▸ WHAT IS EXPECTED: Below are some records. Return exactly the lines from the one with "every checksummed packet." to the one with "packet never validates.", and nothing else.

▸ EXERCISE INPUT:

[Start of section]

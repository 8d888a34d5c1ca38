//! Error types for PM100 core.

use thiserror::Error;

/// Core error type: rejected input or an unusable configuration.
#[derive(Debug, Error)]
pub enum CoreError {
    #[error("Format error: {0}")]
    Format(#[from] FormatError),

    #[error("Config error: {0}")]
    Config(#[from] ConfigError),
}

/// Malformed caller input, rejected before anything touches the wire.
#[derive(Debug, Clone, PartialEq, Eq, Error)]
pub enum FormatError {
    #[error("Invalid hardware address '{0}': expected six colon-separated hex octets")]
    HardwareAddress(String),

    #[error("Invalid IPv4 address for {field}: '{value}'")]
    Ipv4 { field: &'static str, value: String },

    #[error("Invalid port {0}: must be within 1-65535")]
    Port(u32),
}

/// Configuration errors
#[derive(Debug, Error)]
pub enum ConfigError {
    #[error("Failed to parse config: {0}")]
    ParseError(#[from] serde_json::Error),

    #[error("Invalid config value: {0}")]
    Invalid(String),

    #[error("Config not found: {0}")]
    NotFound(String),

    #[error("IO error: {0}")]
    Io(#[from] std::io::Error),
}

/// Result type for core operations
pub type Result<T> = std::result::Result<T, CoreError>;

#[cfg(test)]
mod tests {
    use super::*;

    #[test]
    fn test_format_error_display() {
        let err = FormatError::HardwareAddress("00:11".to_string());
        assert_eq!(
            format!("{}", err),
            "Invalid hardware address '00:11': expected six colon-separated hex octets"
        );

        let err = FormatError::Ipv4 {
            field: "gateway",
            value: "1.2.3".to_string(),
        };
        assert_eq!(format!("{}", err), "Invalid IPv4 address for gateway: '1.2.3'");
    }

    #[test]
    fn test_core_error_from_format_error() {
        let err: CoreError = FormatError::Port(70000).into();
        assert!(format!("{}", err).contains("Invalid port 70000"));
        assert!(matches!(err, CoreError::Format(FormatError::Port(70000))));
    }

    #[test]
    fn test_config_error_from_json() {
        let json_err = serde_json::from_str::<serde_json::Value>("{not json").unwrap_err();
        let err: CoreError = ConfigError::from(json_err).into();
        assert!(format!("{}", err).starts_with("Config error: Failed to parse config"));
    }
}
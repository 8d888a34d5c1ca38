//! Serve command implementation.

use std::io::{self, Write};

use chrono::Local;
use pm100_core::config::ServerConfig;
use pm100_core::events::ServerEvent;
use pm100_core::server::FrameServer;

use crate::cli::ServeArgs;
use crate::error::CliError;
use crate::output::{get_formatter, OutputFormatter};

/// Run the serve command
pub async fn run_serve(args: ServeArgs, config: ServerConfig, json: bool) -> Result<(), CliError> {
    let formatter = get_formatter(json);

    let port = args.port.unwrap_or(config.port);
    let host = args
        .host
        .clone()
        .unwrap_or_else(|| config.bind_address.to_string());

    let (server, mut events) = FrameServer::new(config);
    if !server.start(port, &host).await {
        return Err(CliError::Network(format!(
            "could not start the telemetry server on {}:{}",
            host, port
        )));
    }

    if !json {
        println!("Waiting for device frames (press Ctrl+C to stop)...\n");
    }

    let ctrl_c = tokio::signal::ctrl_c();
    tokio::pin!(ctrl_c);

    loop {
        tokio::select! {
            signal = &mut ctrl_c => {
                signal?;
                break;
            }
            event = events.recv() => match event {
                Some(event) => print_event(formatter.as_ref(), &event),
                None => break,
            },
        }
    }

    if !json {
        println!("\nStopping...");
    }
    server.stop().await;

    // Whatever the shutdown produced, the final status included.
    while let Ok(event) = events.try_recv() {
        print_event(formatter.as_ref(), &event);
    }

    Ok(())
}

fn print_event(formatter: &dyn OutputFormatter, event: &ServerEvent) {
    let line = match event {
        ServerEvent::Frame(frame) => formatter.format_frame(frame, Local::now()),
        ServerEvent::Status(status) => formatter.format_status(status, Local::now()),
        // Already written through tracing.
        ServerEvent::Log(_) => return,
    };
    println!("{}", line);
    io::stdout().flush().ok();
}
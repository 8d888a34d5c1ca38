//! Telemetry frame extraction from a TCP byte stream.
//!
//! Frames carry no length prefix. The decoder scans for the magic header and
//! validates the trailing checksum; on any mismatch it moves forward a single
//! byte and tries again, so a corrupted candidate never hides a valid frame
//! that starts inside it.

use bytes::{Buf, BytesMut};

use super::checksum::has_valid_checksum;
use super::response::ipv4_at;
use super::{FRAME_HEADER, FRAME_LEN};
use crate::types::TelemetryFrame;

/// Extract every complete, checksum-valid frame from `buffer`.
///
/// Returns the decoded frames in stream order and the unconsumed tail, which
/// the caller keeps and prepends to the next read.
pub fn try_parse_frames(buffer: &[u8]) -> (Vec<TelemetryFrame>, &[u8]) {
    let (frames, consumed) = scan(buffer);
    (frames, &buffer[consumed..])
}

fn scan(buffer: &[u8]) -> (Vec<TelemetryFrame>, usize) {
    let mut frames = Vec::new();
    let mut offset = 0;

    while offset + FRAME_LEN <= buffer.len() {
        let candidate = &buffer[offset..offset + FRAME_LEN];

        if candidate[..FRAME_HEADER.len()] != FRAME_HEADER || !has_valid_checksum(candidate) {
            offset += 1;
            continue;
        }

        frames.push(decode_frame(candidate));
        offset += FRAME_LEN;
    }

    (frames, offset)
}

/// Decode a frame whose header and checksum were already validated.
fn decode_frame(frame: &[u8]) -> TelemetryFrame {
    let triple = |at: usize| [frame[at], frame[at + 1], frame[at + 2]];

    TelemetryFrame {
        device_ip: ipv4_at(frame, 5),
        subnet: ipv4_at(frame, 9),
        gateway: ipv4_at(frame, 13),
        server_ip: ipv4_at(frame, 17),
        server_port: u16::from_be_bytes([frame[21], frame[22]]),
        sensor_nc_no: triple(23),
        sensor_enable: triple(26),
        sensor_check_time: triple(29),
        sensor_status: triple(32),
        raw: frame.to_vec(),
    }
}

/// Per-connection accumulator around [`try_parse_frames`].
#[derive(Debug, Default)]
pub struct FrameDecoder {
    buf: BytesMut,
}

impl FrameDecoder {
    pub fn new() -> Self {
        Self::default()
    }

    /// Append a chunk read from the socket and return the frames it completed.
    pub fn push(&mut self, chunk: &[u8]) -> Vec<TelemetryFrame> {
        self.buf.extend_from_slice(chunk);
        let (frames, consumed) = scan(&self.buf);
        self.buf.advance(consumed);
        frames
    }

    /// Bytes held back waiting for more data.
    pub fn pending(&self) -> usize {
        self.buf.len()
    }
}
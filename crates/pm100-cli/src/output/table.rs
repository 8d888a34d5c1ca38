//! Table-formatted output for CLI.

use chrono::{DateTime, Local};
use colored::*;
use comfy_table::{Cell, Color, ContentArrangement, Table};

use super::{InterfaceReport, OutputFormatter};
use pm100_core::types::{DeviceInfo, RawDatagram, ServerStatus, TelemetryFrame};

pub struct TableOutput;

impl TableOutput {
    pub fn new() -> Self {
        Self
    }

    fn triple(values: &[u8; 3]) -> String {
        format!("{} {} {}", values[0], values[1], values[2])
    }

    fn flag_cell(value: u8) -> Cell {
        if value == 0 {
            Cell::new("0")
        } else {
            Cell::new(value.to_string()).fg(Color::Yellow)
        }
    }
}

impl Default for TableOutput {
    fn default() -> Self {
        Self::new()
    }
}

impl OutputFormatter for TableOutput {
    fn format_devices(
        &self,
        devices: &[DeviceInfo],
        raw: &[RawDatagram],
        show_raw: bool,
    ) -> String {
        let mut sections = Vec::new();

        if devices.is_empty() {
            sections.push("No devices found.".to_string());
        } else {
            let mut table = Table::new();
            table.set_content_arrangement(ContentArrangement::Dynamic);
            table.set_header(vec![
                "HW Address", "Device IP", "Subnet", "Gateway", "Server", "FW", "Active", "Mode",
                "Auth", "Tamper",
            ]);

            for device in devices {
                table.add_row(vec![
                    Cell::new(device.hw_address.to_string()),
                    Cell::new(device.device_ip.to_string()),
                    Cell::new(device.subnet_mask.to_string()),
                    Cell::new(device.gateway.to_string()),
                    Cell::new(format!("{}:{}", device.server_ip, device.server_port)),
                    Cell::new(&device.firmware_version),
                    Self::flag_cell(device.active),
                    Self::flag_cell(device.mode),
                    Self::flag_cell(device.auth),
                    Self::flag_cell(device.tamper),
                ]);
            }

            sections.push(format!("{}\n\nFound {} device(s)", table, devices.len()));
        }

        if show_raw && !raw.is_empty() {
            let mut table = Table::new();
            table.set_content_arrangement(ContentArrangement::Dynamic);
            table.set_header(vec!["From", "Size", "Data"]);
            for datagram in raw {
                table.add_row(vec![
                    Cell::new(&datagram.from),
                    Cell::new(datagram.size.to_string()),
                    Cell::new(&datagram.hex),
                ]);
            }
            sections.push(format!("Unrecognized datagrams:\n{}", table));
        } else if !raw.is_empty() {
            sections.push(
                format!(
                    "{} unrecognized datagram(s) ignored (use --raw to list them)",
                    raw.len()
                )
                .dimmed()
                .to_string(),
            );
        }

        sections.join("\n\n")
    }

    fn format_frame(&self, frame: &TelemetryFrame, at: DateTime<Local>) -> String {
        let status = Self::triple(&frame.sensor_status);
        let status = if frame.sensor_status.iter().any(|s| *s != 0) {
            status.yellow()
        } else {
            status.green()
        };

        format!(
            "{} {:<15} status [{}] enable [{}] nc/no [{}] check [{}] server {}:{}",
            at.format("%H:%M:%S%.3f").to_string().dimmed(),
            frame.device_ip.to_string(),
            status,
            Self::triple(&frame.sensor_enable),
            Self::triple(&frame.sensor_nc_no),
            Self::triple(&frame.sensor_check_time),
            frame.server_ip,
            frame.server_port
        )
    }

    fn format_status(&self, status: &ServerStatus, at: DateTime<Local>) -> String {
        let state = if status.running {
            "RUNNING".green()
        } else {
            "STOPPED".red()
        };

        let mut line = format!(
            "{} {} connections={}",
            at.format("%H:%M:%S%.3f").to_string().dimmed(),
            state,
            status.connections
        );
        if let (Some(host), Some(port)) = (&status.host, status.port) {
            line.push_str(&format!(" on {}:{}", host, port));
        }
        line
    }

    fn format_interfaces(&self, report: &InterfaceReport) -> String {
        let mut table = Table::new();
        table.set_content_arrangement(ContentArrangement::Dynamic);
        table.set_header(vec!["Interface", "Address", "Loopback", "Preferred"]);

        for iface in &report.addresses {
            let preferred = report.preferred == Some(iface.address);
            table.add_row(vec![
                Cell::new(&iface.name),
                Cell::new(iface.address.to_string()),
                Cell::new(if iface.is_loopback { "yes" } else { "" }),
                if preferred {
                    Cell::new("*").fg(Color::Green)
                } else {
                    Cell::new("")
                },
            ]);
        }

        let targets: Vec<String> = report
            .broadcast_targets
            .iter()
            .map(|t| t.to_string())
            .collect();

        format!(
            "{}\n\nBroadcast targets (mask {}): {}",
            table,
            report.search_mask,
            targets.join(", ")
        )
    }

    fn format_command_result(
        &self,
        target: &str,
        command: &str,
        success: bool,
        log: &[String],
    ) -> String {
        let status = if success {
            "[OK]".green()
        } else {
            "[FAIL]".red()
        };

        let mut lines = vec![format!("{} {} '{}'", status, target, command)];
        lines.extend(log.iter().map(|l| format!("  {}", l.dimmed())));
        lines.join("\n")
    }

    fn format_message(&self, message: &str) -> String {
        message.to_string()
    }
}
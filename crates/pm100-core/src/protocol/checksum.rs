//! XOR checksum shared by every checksummed packet.

/// XOR-fold of all bytes.
pub fn xor_checksum(bytes: &[u8]) -> u8 {
    bytes.iter().fold(0u8, |acc, b| acc ^ b)
}

/// Check that the last byte of `packet` is the XOR of everything before it.
///
/// An empty packet never validates.
pub fn has_valid_checksum(packet: &[u8]) -> bool {
    match packet.split_last() {
        Some((last, body)) => xor_checksum(body) == *last,
        None => false,
    }
}
//! UDP discovery scanner.
//!
//! A scan binds the discovery port, broadcasts the discovery request a fixed
//! number of times and reports every datagram it receives until stopped.
//! Reset and update-config commands share the scan socket while a scan runs,
//! so replies to them reach the same receive loop. With no scan running they
//! go out on a command socket bound to the same port, created on first use.

use std::net::{Ipv4Addr, SocketAddr, SocketAddrV4};
use std::sync::{Arc, Mutex, MutexGuard};

use bytes::Bytes;
use tokio::net::UdpSocket;
use tokio::sync::mpsc::UnboundedReceiver;
use tokio::task::JoinHandle;
use tokio::time::{interval, MissedTickBehavior};

use super::socket::create_reusable_socket;
use crate::config::DiscoveryConfig;
use crate::error::FormatError;
use crate::events::{Emitter, ScanEvent};
use crate::net::{broadcast_address, broadcast_targets, preferred_local_address};
use crate::protocol::{
    decode_discovery_response, encode_discovery_request, encode_reset, encode_update_config,
    hex_dump, parse_ipv4,
};
use crate::types::{RawDatagram, UpdateConfigRequest};

type CommandSlot = Arc<Mutex<Option<Arc<UdpSocket>>>>;

/// Discovers PM100 devices and sends them configuration commands.
///
/// Must be used from within a Tokio runtime.
pub struct DiscoveryScanner {
    config: DiscoveryConfig,
    events: Emitter<ScanEvent>,
    scan: Option<ActiveScan>,
    command: CommandSlot,
}

struct ActiveScan {
    task: JoinHandle<()>,
    socket: Arc<UdpSocket>,
}

impl DiscoveryScanner {
    /// Create an idle scanner and the receiver for its events.
    pub fn new(config: DiscoveryConfig) -> (Self, UnboundedReceiver<ScanEvent>) {
        let (events, rx) = Emitter::new("discovery");
        let scanner = Self {
            config,
            events,
            scan: None,
            command: Arc::new(Mutex::new(None)),
        };
        (scanner, rx)
    }

    pub fn config(&self) -> &DiscoveryConfig {
        &self.config
    }

    pub fn is_scanning(&self) -> bool {
        self.scan.as_ref().is_some_and(|scan| !scan.task.is_finished())
    }

    /// Addresses the discovery request is sent to.
    pub fn targets(&self) -> Vec<Ipv4Addr> {
        if self.config.targets.is_empty() {
            broadcast_targets(self.config.search_mask)
        } else {
            self.config.targets.clone()
        }
    }

    /// Start a scan.
    ///
    /// Returns `true` when a new scan was started. Calling this while a scan
    /// is running logs and returns `false`; so does a bind failure.
    pub fn start(&mut self) -> bool {
        if self.is_scanning() {
            self.events.info("Scan already running, start ignored");
            return false;
        }
        self.scan = None;

        match preferred_local_address() {
            Some(local) => self.events.debug(format!("Local address: {}", local)),
            None => self
                .events
                .warn("No non-loopback IPv4 address found, using limited broadcast"),
        }

        let port = self.config.port;
        let socket = match bind(port, Some(self.config.recv_buffer_size)) {
            Ok(socket) => socket,
            Err(e) => {
                self.events
                    .warn(format!("UDP bind failed on port {}: {}", port, e));
                return false;
            }
        };

        // A second socket on the port would take a share of the replies.
        if lock(&self.command).take().is_some() {
            self.events.debug("Command socket closed, commands use the scan socket");
        }

        let socket = Arc::new(socket);
        let targets = self.targets();
        let listed: Vec<String> = targets.iter().map(|t| t.to_string()).collect();
        self.events.info(format!(
            "Scan start: port={}, mask={}, targets=[{}]",
            port,
            self.config.search_mask,
            listed.join(", ")
        ));

        let task = ScanTask {
            socket: Arc::clone(&socket),
            targets,
            port,
            config: self.config.clone(),
            events: self.events.clone(),
        };
        self.scan = Some(ActiveScan {
            task: tokio::spawn(task.run()),
            socket,
        });
        true
    }

    /// Stop the scan and close the command socket.
    ///
    /// Safe to call at any time; stopping an idle scanner only logs.
    pub fn stop(&mut self) {
        let command = lock(&self.command).take();

        match self.scan.take() {
            Some(scan) if !scan.task.is_finished() => {
                scan.task.abort();
                self.events.info("UDP scan stopped");
            }
            _ => self.events.debug("Stop ignored: no scan running"),
        }

        if command.is_some() {
            self.events.debug("Command socket closed");
        }
    }

    /// Broadcast a reset to the subnet of `device_ip`.
    ///
    /// Malformed input is returned as an error before anything is sent.
    /// `Ok(false)` means the command socket could not be opened; send
    /// failures themselves are only logged.
    pub fn send_reset(&self, device_ip: &str, hw_address: &str) -> Result<bool, FormatError> {
        let packet = encode_reset(hw_address)?;
        let device_ip = parse_ipv4("device IP", device_ip)?;
        let target = broadcast_address(device_ip, self.config.search_mask);

        Ok(self.dispatch(
            "Reset",
            "broadcast",
            packet,
            SocketAddrV4::new(target, self.config.port),
        ))
    }

    /// Send an update-config command directly to the device.
    ///
    /// Same result convention as [`send_reset`](Self::send_reset).
    pub fn send_update_config(&self, request: &UpdateConfigRequest) -> Result<bool, FormatError> {
        let packet = encode_update_config(request)?;
        let device_ip = parse_ipv4("device IP", &request.device_ip)?;

        Ok(self.dispatch(
            "Update config",
            "unicast",
            packet,
            SocketAddrV4::new(device_ip, self.config.port),
        ))
    }

    fn dispatch(&self, label: &'static str, mode: &'static str, packet: Bytes, to: SocketAddrV4) -> bool {
        let socket = match self.command_socket() {
            Ok(socket) => socket,
            Err(e) => {
                self.events.warn(format!(
                    "{} not sent: command socket bind failed on port {}: {}",
                    label, self.config.port, e
                ));
                return false;
            }
        };

        self.events.info(format!(
            "{} TX ({}) -> {} ({} bytes)",
            label,
            mode,
            to,
            packet.len()
        ));
        self.events.debug(hex_dump(&packet));

        let events = self.events.clone();
        let slot = Arc::clone(&self.command);
        tokio::spawn(async move {
            match socket.send_to(&packet, SocketAddr::V4(to)).await {
                Ok(_) => events.info(format!("{} sent -> {}", label, to)),
                Err(e) => {
                    events.warn(format!("{} send failed -> {}: {}", label, to, e));
                    let mut guard = lock(&slot);
                    if guard.as_ref().is_some_and(|s| Arc::ptr_eq(s, &socket)) {
                        *guard = None;
                    }
                }
            }
        });
        true
    }

    fn command_socket(&self) -> std::io::Result<Arc<UdpSocket>> {
        if let Some(scan) = self.scan.as_ref().filter(|scan| !scan.task.is_finished()) {
            return Ok(Arc::clone(&scan.socket));
        }

        let mut slot = lock(&self.command);
        if let Some(socket) = slot.as_ref() {
            return Ok(Arc::clone(socket));
        }

        let socket = Arc::new(bind(self.config.port, None)?);
        self.events
            .debug(format!("Command socket ready on 0.0.0.0:{}", self.config.port));
        *slot = Some(Arc::clone(&socket));
        Ok(socket)
    }
}

impl Drop for DiscoveryScanner {
    fn drop(&mut self) {
        if let Some(scan) = self.scan.take() {
            scan.task.abort();
        }
    }
}

fn lock(slot: &CommandSlot) -> MutexGuard<'_, Option<Arc<UdpSocket>>> {
    slot.lock().unwrap_or_else(|poisoned| poisoned.into_inner())
}

fn bind(port: u16, recv_buffer_size: Option<usize>) -> std::io::Result<UdpSocket> {
    let std_socket = create_reusable_socket(port, recv_buffer_size)?;
    UdpSocket::from_std(std_socket)
}

struct ScanTask {
    socket: Arc<UdpSocket>,
    targets: Vec<Ipv4Addr>,
    port: u16,
    config: DiscoveryConfig,
    events: Emitter<ScanEvent>,
}

impl ScanTask {
    async fn run(self) {
        let packet = encode_discovery_request();
        let total = self.config.send_count;
        let mut ticker = interval(self.config.resend_interval());
        ticker.set_missed_tick_behavior(MissedTickBehavior::Delay);

        let mut sent = 0u32;
        let mut buf = vec![0u8; 2048];

        loop {
            tokio::select! {
                _ = ticker.tick(), if sent < total => {
                    sent += 1;
                    if sent > 1 {
                        self.events.info(format!("Resend ({}/{})", sent, total));
                    }
                    self.broadcast(&packet).await;
                }
                result = self.socket.recv_from(&mut buf) => match result {
                    Ok((len, from)) => self.handle_datagram(&buf[..len], from),
                    Err(e) => {
                        self.events.warn(format!("UDP receive error: {}", e));
                        break;
                    }
                },
            }
        }

        self.events.info("UDP scan socket closed");
    }

    async fn broadcast(&self, packet: &[u8]) {
        for target in &self.targets {
            let to = SocketAddrV4::new(*target, self.port);
            match self.socket.send_to(packet, SocketAddr::V4(to)).await {
                Ok(n) => self.events.debug(format!("Discovery TX -> {} ({} bytes)", to, n)),
                Err(e) => self.events.warn(format!("Discovery send failed -> {}: {}", to, e)),
            }
        }
    }

    /// Anything that does not decode is still reported, as a hex dump.
    fn handle_datagram(&self, data: &[u8], from: SocketAddr) {
        let Some(response) = decode_discovery_response(data) else {
            self.events.emit(ScanEvent::Raw(RawDatagram {
                from: from.to_string(),
                size: data.len(),
                hex: hex_dump(data),
            }));
            return;
        };

        let info = response.into_device_info(from, data);
        self.events.info(format!(
            "Device {} at {} (firmware {})",
            info.hw_address, info.device_ip, info.firmware_version
        ));
        self.events.emit(ScanEvent::Device(info));
    }
}
//! Update-config command implementation.

use std::net::Ipv4Addr;

use pm100_core::config::DiscoveryConfig;
use pm100_core::discovery::DiscoveryScanner;
use pm100_core::types::UpdateConfigRequest;

use super::collect_send_log;
use crate::cli::UpdateArgs;
use crate::error::CliError;
use crate::output::get_formatter;

/// Subnet masks the device firmware accepts.
pub const ALLOWED_MASKS: [Ipv4Addr; 3] = [
    Ipv4Addr::new(255, 0, 0, 0),
    Ipv4Addr::new(255, 255, 0, 0),
    Ipv4Addr::new(255, 255, 255, 0),
];

/// Run the update command
pub async fn run_update(
    args: UpdateArgs,
    config: DiscoveryConfig,
    json: bool,
) -> Result<(), CliError> {
    let formatter = get_formatter(json);
    validate_mask(&args.mask)?;

    let request = UpdateConfigRequest {
        hw_address: args.hw_address,
        device_ip: args.ip,
        subnet_mask: args.mask,
        gateway: args.gateway,
        server_ip: args.server_ip,
        server_port: args.server_port,
    };

    let (mut scanner, mut events) = DiscoveryScanner::new(config);
    let sent = scanner.send_update_config(&request)?;
    let log = collect_send_log(&mut events).await;
    scanner.stop();

    println!(
        "{}",
        formatter.format_command_result(&request.device_ip, "update", sent, &log)
    );

    if !sent {
        return Err(CliError::Network("update was not sent".to_string()));
    }
    Ok(())
}

fn validate_mask(mask: &str) -> Result<Ipv4Addr, CliError> {
    let parsed: Ipv4Addr = mask
        .trim()
        .parse()
        .map_err(|_| CliError::InvalidArgument(format!("Invalid subnet mask: {}", mask)))?;

    if !ALLOWED_MASKS.contains(&parsed) {
        let allowed: Vec<String> = ALLOWED_MASKS.iter().map(|m| m.to_string()).collect();
        return Err(CliError::InvalidArgument(format!(
            "Subnet mask {} not supported (use one of {})",
            parsed,
            allowed.join(", ")
        )));
    }

    Ok(parsed)
}

#[cfg(test)]
mod tests {
    use super::*;

    #[test]
    fn test_allowed_masks() {
        for mask in ["255.0.0.0", "255.255.0.0", "255.255.255.0", " 255.255.255.0 "] {
            assert!(validate_mask(mask).is_ok(), "rejected {}", mask);
        }
    }

    #[test]
    fn test_rejected_masks() {
        for mask in ["255.255.255.128", "255.255.255.255", "0.0.0.0", "255.255.255", "mask"] {
            assert!(
                matches!(validate_mask(mask), Err(CliError::InvalidArgument(_))),
                "accepted {}",
                mask
            );
        }
    }
}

[End of section]

▸ TASK RESPONSE:
//! XOR checksum shared by every checksummed packet.

/// XOR-fold of all bytes.
pub fn xor_checksum(bytes: &[u8]) -> u8 {
    bytes.iter().fold(0u8, |acc, b| acc ^ b)
}

/// Check that the last byte of `packet` is the XOR of everything before it.
///
/// An empty packet never validates.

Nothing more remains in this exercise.